I've used defconfig with some debug options enabled and some drivers
compiled-in:
make ARCH=arm64 defconfig
/scripts/config -e BLK_DEV_RAM --set-val BLK_DEV_RAM_COUNT 4 --set-val
BLK_DEV_RAM_SIZE 81920 --set-val CMA_SIZE_MBYTES 96 -e PROVE_LOCKING -e
DEBUG_ATOMIC_SLEEP -e STAGING -e I2C_GPIO -e PM_DEBUG -e
PM_ADVANCED_DEBUG -e USB_GADGET -e USB_ETH -e CONFIG_DEVFREQ_THERMAL -e
CONFIG_BRCMFMAC_PCIE -e CONFIG_NFC -d ARCH_SUNXI -d ARCH_ALPINE -d
DRM_NOUVEAU -d ARCH_BCM_IPROC -d ARCH_BERLIN -d ARCH_BRCMSTB -d
ARCH_LAYERSCAPE -d ARCH_LG1K -d ARCH_HISI -d ARCH_MEDIATEK -d ARCH_MVEBU
-d ARCH_SEATTLE -d ARCH_SYNQUACER -d ARCH_RENESAS -d ARCH_STRATIX10 -d
ARCH_TEGRA -d ARCH_SPRD -d ARCH_THUNDER -d ARCH_THUNDER2 -d
ARCH_UNIPHIER -d ARCH_XGENE -d ARCH_ZX -d ARCH_ZYNQMP -d HIBERNATION -d
CLK_SUNXI -d CONFIG_EFI -d CONFIG_TEE -e FW_CFG_SYSFS
Best regards
--
Marek Szyprowski, PhD
Samsung R&D Institute Poland
On Fri, 8 Mar 2024, Marek Szyprowski wrote:
>>>
>>> It looks that cpufreq-dt and/or opp drivers needs some adjustments
>>> related with this change.
>> That's strange. Is this with defconfig? I wonder whether NR_CPUS being
>> larger caused the issue with this specific code. Otherwise
>> CPUMASK_OFFSTACK may not work that well on arm64.
cpumask handling must use the accessor functions provided in
include/linux/cpumask.h for declaring and accessing cpumasks. It is likely
related to the driver opencoding one of the accessors.

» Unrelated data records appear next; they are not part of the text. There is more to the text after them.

//! Conversation controller: session history and the turn cycle.

use std::fmt;
use std::io::{self, BufRead, Write};

use tracing::{error, info};

use crate::pipeline::RagPipeline;
use crate::ui::{Notifier, TerminalUi};

#[derive(Debug, Clone, Copy, PartialEq, Eq)]
pub enum Role {
    User,
    Assistant,
}

impl fmt::Display for Role {
    fn fmt(&self, f: &mut fmt::Formatter<'_>) -> fmt::Result {
        match self {
            Role::User => write!(f, "user"),
            Role::Assistant => write!(f, "assistant"),
        }
    }
}

#[derive(Debug, Clone, PartialEq, Eq)]
pub struct ChatMessage {
    pub role: Role,
    pub content: String,
}

impl ChatMessage {
    pub fn user(content: impl Into<String>) -> Self {
        Self {
            role: Role::User,
            content: content.into(),
        }
    }

    pub fn assistant(content: impl Into<String>) -> Self {
        Self {
            role: Role::Assistant,
            content: content.into(),
        }
    }
}

#[derive(Debug, Clone, Copy, PartialEq, Eq, Default)]
pub enum TurnState {
    #[default]
    Idle,
    Responding,
}

/// Append-only transcript of one interactive session.
#[derive(Debug, Default)]
pub struct Session {
    messages: Vec<ChatMessage>,
    state: TurnState,
}

impl Session {
    pub fn messages(&self) -> &[ChatMessage] {
        &self.messages
    }

    pub fn state(&self) -> TurnState {
        self.state
    }

    fn push(&mut self, message: ChatMessage, notifier: &dyn Notifier) {
        notifier.message(&message);
        self.messages.push(message);
    }
}

/// Runs one question through the pipeline. The session always gains
/// exactly two messages; a failure becomes the assistant's reply.
pub async fn process_turn(
    mut session: Session,
    input: &str,
    pipeline: &RagPipeline,
    notifier: &dyn Notifier,
) -> Session {
    session.push(ChatMessage::user(input), notifier);
    session.state = TurnState::Responding;

    let spinner = notifier.spinner("Searching for and creating answers...");
    let result = pipeline.invoke(input).await;
    spinner.finish_and_clear();

    let reply = match result {
        Ok(answer) => answer,
        Err(e) => {
            error!("Turn failed: {}", e);
            let message = format!("An error occurred while generating the answer: {e}");
            notifier.error(&message);
            message
        }
    };

    session.push(ChatMessage::assistant(reply), notifier);
    session.state = TurnState::Idle;
    session
}

/// Interactive loop over stdin until EOF.
pub async fn run(pipeline: &RagPipeline, ui: &TerminalUi) -> io::Result<Session> {
    let stdin = io::stdin();
    let mut session = Session::default();

    loop {
        print!("{}", ui.input_prompt());
        io::stdout().flush()?;

        let mut line = String::new();
        if stdin.lock().read_line(&mut line)? == 0 {
            break; // EOF (Ctrl+D)
        }

        let input = line.trim();
        if input.is_empty() {
            continue;
        }

        session = process_turn(session, input, pipeline, ui).await;
        debug_assert_eq!(session.state(), TurnState::Idle);
    }

    info!("Session ended after {} messages", session.messages().len());
    Ok(session)
}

I.e. you must use alloc_cpumask_var() and not allocate yourself on the
stack.
On Fri, Mar 08, 2024 at 09:08:59AM -0800, Christoph Lameter (Ampere) wrote:
> On Fri, 8 Mar 2024, Marek Szyprowski wrote:
>
> > > >
> > > > It looks that cpufreq-dt and/or opp drivers needs some adjustments
> > > > related with this change.
> > > That's strange. Is this with defconfig? I wonder whether NR_CPUS being
> > > larger caused the issue with this specific code. Otherwise
> > > CPUMASK_OFFSTACK may not work that well on arm64.
>
> cpumask handling must use the accessor functions provided in
> include/linux/cpumask.h for declaring and accessing cpumasks. It is likely
> related to the driver opencoding one of the accessors.

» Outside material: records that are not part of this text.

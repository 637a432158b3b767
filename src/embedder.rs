use std::path::PathBuf;

use fastembed::{EmbeddingModel, InitOptions, TextEmbedding};
use tracing::debug;

use crate::error::{Result, VocabError};

/// Name recorded in the persisted index for the default model.
pub const DEFAULT_MODEL_NAME: &str = "all-MiniLM-L6-v2";
const DEFAULT_DIMENSION: usize = 384;

/// Maps text to fixed-dimension vectors.
pub trait Embedder: Send + Sync {
    /// Identifier stored alongside persisted vectors.
    fn model_name(&self) -> &str;

    fn dimension(&self) -> usize;

    fn embed_batch(&self, texts: &[&str]) -> Result<Vec<Vec<f32>>>;

    /// Convenience wrapper around batch.
    fn embed_one(&self, text: &str) -> Result<Vec<f32>> {
        self.embed_batch(&[text])?
            .pop()
            .ok_or_else(|| VocabError::Embedding("no embedding returned".to_string()))
    }
}

/// Local sentence-transformer model. Weights are downloaded on first use
/// and cached.
pub struct FastEmbedder {
    model: TextEmbedding,
    name: String,
    dimension: usize,
}

impl FastEmbedder {
    pub fn new(cache_dir: PathBuf) -> Result<Self> {
        debug!("Loading embedding model {} from {}", DEFAULT_MODEL_NAME, cache_dir.display());

        let options = InitOptions::new(EmbeddingModel::AllMiniLML6V2)
            .with_cache_dir(cache_dir)
            .with_show_download_progress(true);
        let model = TextEmbedding::try_new(options)
            .map_err(|e| VocabError::Embedding(format!("failed to initialize model: {e}")))?;

        Ok(Self {
            model,
            name: DEFAULT_MODEL_NAME.to_string(),
            dimension: DEFAULT_DIMENSION,
        })
    }
}

impl Embedder for FastEmbedder {
    fn model_name(&self) -> &str {
        &self.name
    }

    fn dimension(&self) -> usize {
        self.dimension
    }

    fn embed_batch(&self, texts: &[&str]) -> Result<Vec<Vec<f32>>> {
        if texts.is_empty() {
            return Ok(Vec::new());
        }

        let embeddings = self
            .model
            .embed(texts.to_vec(), None)
            .map_err(|e| VocabError::Embedding(e.to_string()))?;

        if let Some(bad) = embeddings.iter().find(|e| e.len() != self.dimension) {
            return Err(VocabError::Embedding(format!(
                "expected {} dimensions, model returned {}",
                self.dimension,
                bad.len()
            )));
        }
        Ok(embeddings)
    }
}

I took a look at both the OPP code and the cpufreq-dt code and it looks like
those are doign the right thing w.r.t. cpumask manipulation (i.e. they only use
the cpumask accessors, and use the cpumask_var_*() functions to dynamically
allocate/free cpumasks). Maybe I've missed something, but superficially those
look right.
Marek, can you try reverting this commit and trying defconfig + NR_CPUS=512?
That'll have CPUMASK_OFFSTACK=n, and:
* If that blows up, we know the problem is independent of CPUMASK_OFFSTACK, and
has something to do with large cpumasks (either a driver bug, or elsewhere).

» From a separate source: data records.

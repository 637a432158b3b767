use std::path::PathBuf;

use thiserror::Error;

#[derive(Error, Debug)]
pub enum VocabError {
    #[error("GEMINI API KEY not found. Please set it in the secrets file or the GEMINI_API_KEY environment variable")]
    MissingCredential,

    #[error("data file not found: {}. Please create it", .0.display())]
    DataFileNotFound(PathBuf),

    #[error("'{}' file is empty or unreadable", .0.display())]
    EmptyCorpus(PathBuf),

    #[error("failed to load vector database: {0}")]
    IndexLoad(String),

    #[error("embedding failed: {0}")]
    Embedding(String),

    #[error("generation failed: {0}")]
    Generation(String),

    #[error("invalid configuration: {0}")]
    Config(String),

    #[error("http error: {0}")]
    Http(#[from] reqwest::Error),

    #[error("io error: {0}")]
    Io(#[from] std::io::Error),
}

pub type Result<T> = std::result::Result<T, VocabError>;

* If that doesn't blow up, it suggests the problem is related to
CPUMASK_OFFSTACK rather than with large cpumasks specifically.
Either way, we probably need to revert this patch for now, as this won't have
enough time to soak in linux-next in time for v6.9.
Mark.
On 11.03.2024 13:12, Mark Rutland wrote:
> On Fri, Mar 08, 2024 at 09:08:59AM -0800, Christoph Lameter (Ampere) wrote:
>> On Fri, 8 Mar 2024, Marek Szyprowski wrote:
>>>>> It looks that cpufreq-dt and/or opp drivers needs some adjustments
>>>>> related with this change.
>>>> That's strange. Is this with defconfig? I wonder whether NR_CPUS being
>>>> larger caused the issue with this specific code. Otherwise
>>>> CPUMASK_OFFSTACK may not work that well on arm64.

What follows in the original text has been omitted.